By Jeanne Davant, for UCHealth
Awareness of concussions has increased in recent years, in part because of more widespread media attention about brain injuries in professional athletes.
In Colorado Springs and Woodland Park, five concussion care clinics have been established to evaluate and treat these potentially serious brain injuries.
Dr. Nicholas Piantanida, UCHealth’s medical director of sports medicine and lead team physician for the University of Colorado Colorado Springs, was instrumental in rolling out those centers, but he wanted to do more.
Creating concussion evaluation programs
Knowing that young people playing sports are at higher risk, in 2019 Piantanida helped create a concussion evaluation program under which UCHealth partners with individual schools and school systems to provide medical expertise on the sidelines. A team of physicians and athletic trainers participate in the program.
“We watch the injury process as it unfolds,” Piantanida said. “We have a structured concussion assessment to look for evidence and signs of injury during that play.”
A neurological assessment is performed to look at ocular function, motion and strength of limbs, balance and coordination, and cognitive recall. When a deficit is found, the athlete is removed from play. Reassessment is performed at intervals on the sidelines and after the game in the locker room, using a computerized platform that tabulates and categorizes symptoms.
Follow-up is crucial, as symptoms can evolve 24 to 48 hours after the injury. Evaluation of the athlete continues during a six-step return-to-play protocol.
“As they negotiate those increasing steps of physical and cognitive activity, they can move on to the next phase,” Piantanida said. “If they have symptoms during one of the steps, that assessment is held for 24 hours and repeated the next day.”
Once the athlete is symptom-free and has completed the six steps, they can safely return to their sport or activity. The team also helps students obtain accommodations if they need additional time before returning to academic activity.
“We know that antioxidants are really important in our diet through the first several weeks of a concussion, so we talk nutritionally with our injured athletes and patients about high-antioxidant foods and direct them towards those,” he said.
Having sideline expertise and immediate attention is particularly important since concussion is considered a traumatic brain injury. The injury can happen with a direct impact to the brain, or it can be incurred though an injury that translates through the arm, shoulder or neck to the brain. No matter how it occurs, the injury can cause a dysregulation of blood flow and neurohormonal, visual, cognitive and motor function changes, as well as nausea, headache and dizziness.
With a second concussion, the changes happen more quickly and extensively.
“With second impact syndrome, the brain becomes edematous and swollen, and you have irreversible effects that cascade quickly, rendering the patient unconscious,” Piantanida said. “That is part of the reason why we monitor our athletes immediately and early.”
Sports health care for schools and sideline coverage
UCHealth provides sports health care to Falcon, Sand Creek, Sierra and St. Mary’s High Schools, The Classical Academy, Thomas MacLaren School and Fountain Valley School. In addition, it provides backup athletic training services at Academy School District 20 high schools including Rampart, Liberty, Air Academy, Pine Creek and Discovery Canyon.
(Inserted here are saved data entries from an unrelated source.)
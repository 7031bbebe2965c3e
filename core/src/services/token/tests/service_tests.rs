//! Unit tests for token issuance and verification

use chrono::{Duration, Utc};

use crate::domain::entities::token::{Claims, JWT_AUDIENCE, JWT_ISSUER};
use crate::errors::TokenError;
use crate::services::token::{TokenIssuer, TokenIssuerConfig};
use cr_shared::config::{JwtConfig, MAX_ACCESS_TOKEN_EXPIRY_SECONDS};

const SECRET: &str = "test-secret-key-for-token-issuer";

fn create_test_issuer() -> TokenIssuer {
    TokenIssuer::new(TokenIssuerConfig::new(SECRET)).expect("Failed to create token issuer")
}

/// Replaces one character in the middle of the claims segment
fn tamper_claims(payload: &str) -> String {
    let parts: Vec<&str> = payload.split('.').collect();
    assert_eq!(parts.len(), 3);

    let mut claims: Vec<char> = parts[1].chars().collect();
    let idx = claims.len() / 2;
    claims[idx] = if claims[idx] == 'A' { 'B' } else { 'A' };
    let claims: String = claims.into_iter().collect();

    format!("{}.{}.{}", parts[0], claims, parts[2])
}

/// Replaces the character at `idx`
fn replace_char(payload: &str, idx: usize) -> String {
    payload
        .char_indices()
        .map(|(i, c)| {
            if i == idx {
                if c == 'A' {
                    'B'
                } else {
                    'A'
                }
            } else {
                c
            }
        })
        .collect()
}

#[test]
fn test_issue_and_verify_round_trip() {
    let issuer = create_test_issuer();
    let token = issuer.issue("user@example.com").unwrap();

    assert_eq!(token.subject, "user@example.com");
    assert_eq!(token.expires_at - token.issued_at, Duration::hours(1));
    assert_eq!(issuer.verify(&token.payload).unwrap(), "user@example.com");
}

#[test]
fn test_verify_claims_contents() {
    let issuer = create_test_issuer();
    let token = issuer.issue("user@example.com").unwrap();
    let claims = issuer.verify_claims(&token.payload).unwrap();

    assert_eq!(claims.sub, "user@example.com");
    assert_eq!(claims.iss, JWT_ISSUER);
    assert_eq!(claims.aud, JWT_AUDIENCE);
    assert_eq!(claims.iat, token.issued_at.timestamp());
    assert_eq!(claims.exp, token.expires_at.timestamp());
    assert!(!claims.jti.is_empty());
}

#[test]
fn test_tokens_are_unique() {
    let issuer = create_test_issuer();
    let first = issuer.issue("user@example.com").unwrap();
    let second = issuer.issue("user@example.com").unwrap();
    assert_ne!(first.payload, second.payload);
}

#[test]
fn test_tampered_token_reports_signature_mismatch() {
    let issuer = create_test_issuer();
    let token = issuer.issue("user@example.com").unwrap();

    let tampered = tamper_claims(&token.payload);
    assert_ne!(tampered, token.payload);
    assert_eq!(issuer.verify(&tampered), Err(TokenError::InvalidSignature));
}

#[test]
fn test_tampered_header_reports_signature_mismatch() {
    let issuer = create_test_issuer();
    let token = issuer.issue("user@example.com").unwrap();
    let header_len = token.payload.find('.').unwrap();

    for idx in 0..header_len {
        let tampered = replace_char(&token.payload, idx);
        assert_eq!(
            issuer.verify(&tampered),
            Err(TokenError::InvalidSignature),
            "header position {}",
            idx
        );
    }
}

#[test]
fn test_any_altered_character_reports_signature_mismatch() {
    let issuer = create_test_issuer();
    let token = issuer.issue("user@example.com").unwrap();

    for (idx, c) in token.payload.char_indices() {
        if c == '.' {
            continue;
        }
        let tampered = replace_char(&token.payload, idx);
        assert_eq!(
            issuer.verify(&tampered),
            Err(TokenError::InvalidSignature),
            "position {}",
            idx
        );
    }
}

#[test]
fn test_token_from_other_key_rejected() {
    let issuer = create_test_issuer();
    let other = TokenIssuer::new(TokenIssuerConfig::new("a-completely-different-secret")).unwrap();
    let token = other.issue("user@example.com").unwrap();

    assert_eq!(issuer.verify(&token.payload), Err(TokenError::InvalidSignature));
}

#[test]
fn test_expired_token_rejected() {
    let issuer = create_test_issuer();
    let token = issuer
        .issue_at("user@example.com", Utc::now() - Duration::hours(2))
        .unwrap();

    let err = issuer.verify(&token.payload).unwrap_err();
    assert_eq!(err, TokenError::TokenExpired);
    assert!(err.requires_reauthentication());
}

#[test]
fn test_future_token_not_yet_valid() {
    let issuer = create_test_issuer();
    let token = issuer
        .issue_at("user@example.com", Utc::now() + Duration::minutes(10))
        .unwrap();

    assert_eq!(issuer.verify(&token.payload), Err(TokenError::TokenNotYetValid));
}

#[test]
fn test_leeway_tolerates_clock_skew() {
    let mut config = TokenIssuerConfig::new(SECRET);
    config.leeway_seconds = 120;
    let issuer = TokenIssuer::new(config).unwrap();

    let token = issuer
        .issue_at("user@example.com", Utc::now() - Duration::hours(1) - Duration::seconds(30))
        .unwrap();
    assert_eq!(issuer.verify(&token.payload).unwrap(), "user@example.com");
}

#[test]
fn test_wrong_issuer_rejected() {
    let issuer = create_test_issuer();
    let mut config = TokenIssuerConfig::new(SECRET);
    config.issuer = "someone-else".to_string();
    let foreign = TokenIssuer::new(config).unwrap();

    let token = foreign.issue("user@example.com").unwrap();
    assert_eq!(issuer.verify(&token.payload), Err(TokenError::InvalidClaims));
}

#[test]
fn test_wrong_audience_rejected() {
    let issuer = create_test_issuer();
    let now = Utc::now();
    let mut claims =
        Claims::new("user@example.com", now, Duration::hours(1), JWT_ISSUER, JWT_AUDIENCE).unwrap();
    claims.aud = "another-api".to_string();

    let payload = issuer.encode_jwt(&claims).unwrap();
    assert_eq!(issuer.verify(&payload), Err(TokenError::InvalidClaims));
}

#[test]
fn test_malformed_tokens_rejected() {
    let issuer = create_test_issuer();

    for payload in ["", "not-a-token", "a.b", "a.b.c", "...."] {
        let err = issuer.verify(payload).unwrap_err();
        assert!(
            matches!(err, TokenError::InvalidTokenFormat | TokenError::InvalidSignature),
            "unexpected {:?} for {:?}",
            err,
            payload
        );
        assert!(!err.requires_reauthentication());
    }
    assert_eq!(issuer.verify("not-a-token"), Err(TokenError::InvalidTokenFormat));
    assert_eq!(issuer.verify("a.b"), Err(TokenError::InvalidTokenFormat));
}

#[test]
fn test_empty_subject_rejected() {
    let issuer = create_test_issuer();
    assert!(matches!(
        issuer.issue(""),
        Err(TokenError::MissingClaim { ref claim }) if claim == "sub"
    ));
    assert!(issuer.issue("   ").is_err());
}

#[test]
fn test_missing_secret_is_fatal() {
    let result = TokenIssuer::new(TokenIssuerConfig::new(""));
    assert!(matches!(result, Err(TokenError::SigningKeyUnavailable { .. })));
}

#[test]
fn test_non_positive_lifetime_rejected() {
    let result = TokenIssuer::new(TokenIssuerConfig::new(SECRET).with_lifetime_seconds(0));
    assert!(matches!(result, Err(TokenError::InvalidLifetime { seconds: 0 })));
}

#[test]
fn test_oversized_lifetime_rejected_at_construction() {
    for seconds in [
        MAX_ACCESS_TOKEN_EXPIRY_SECONDS + 1,
        10_000_000_000_000,
        i64::MAX,
    ] {
        let result = TokenIssuer::new(TokenIssuerConfig::new(SECRET).with_lifetime_seconds(seconds));
        assert!(
            matches!(result, Err(TokenError::InvalidLifetime { seconds: s }) if s == seconds),
            "lifetime {} accepted",
            seconds
        );
    }

    let issuer = TokenIssuer::new(
        TokenIssuerConfig::new(SECRET).with_lifetime_seconds(MAX_ACCESS_TOKEN_EXPIRY_SECONDS),
    )
    .unwrap();
    assert!(issuer.issue("user@example.com").is_ok());
}

#[test]
fn test_issue_far_in_future_reports_invalid_lifetime() {
    let issuer = create_test_issuer();
    let result = issuer.issue_at("user@example.com", chrono::DateTime::<Utc>::MAX_UTC);
    assert!(matches!(result, Err(TokenError::InvalidLifetime { .. })));
}

#[test]
fn test_from_jwt_config() {
    let jwt = JwtConfig::new("configured-secret").with_access_expiry_minutes(15);
    let config = TokenIssuerConfig::from(&jwt);

    assert_eq!(config.lifetime_seconds, 900);
    assert_eq!(config.issuer, jwt.issuer);

    let issuer = TokenIssuer::new(config).unwrap();
    assert_eq!(issuer.lifetime(), Duration::minutes(15));
}

#[test]
fn test_debug_output_hides_secret() {
    let issuer = create_test_issuer();
    assert!(!format!("{:?}", issuer).contains(SECRET));
}

#[test]
fn test_concurrent_issue_and_verify() {
    let issuer = std::sync::Arc::new(create_test_issuer());

    let handles: Vec<_> = (0..8)
        .map(|i| {
            let issuer = issuer.clone();
            std::thread::spawn(move || {
                let subject = format!("user{}@example.com", i);
                let token = issuer.issue(&subject).unwrap();
                issuer.verify(&token.payload).unwrap() == subject
            })
        })
        .collect();

    for handle in handles {
        assert!(handle.join().unwrap());
    }
}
Sideline football coverage is provided by physicians at Sierra, Falcon and Sand Creek high schools and at The Classical Academy. For the 2023-24 school year, an average of 22.5 sideline concussion evaluations were performed per high school, said Kevin Roberts, UCHealth’s manager of athletic training.
Piantanida and three other UCHealth physicians share duties in the UCCS Team Room, where concussion assessments and care coordination begin with athlete interactions.
“We see anywhere from two to six concussions a month,” he said.
Football games are a leading source of injuries, but concussions can happen in any sport from soccer to baseball.
In its overall concussion assessment program, UCHealth sees concussion injuries to patients from 12 to 90 years old at five locations in Colorado Springs and Woodland Park. Patients range from youth involved in school sports activities to weekend warriors and hikers, as well as older people who take a fall. But patients under 30 are nearly half of the patients who are treated at the five UCHealth concussion clinics in Colorado Springs and Woodland Park, and those from 19 to 30 are more than a quarter of the 330 patients who have been evaluated since the program started.
A rapid access protocol aims to have patients evaluated within 72 hours. An indication of the success of that early intervention is that half of the total number of patients complete treatment within four visits, said Frank Lozano, UCHealth’s manager of patient access.
With the concussion assessment program, UCHealth has “stood up a dedicated and diverse, multidisciplinary group where specialized clinicians treat patients with concussion. We see that they get treated over a series of at least two sessions or more, depending on the injury. And then our goal is to get them back to class, back to work, back to their activities.”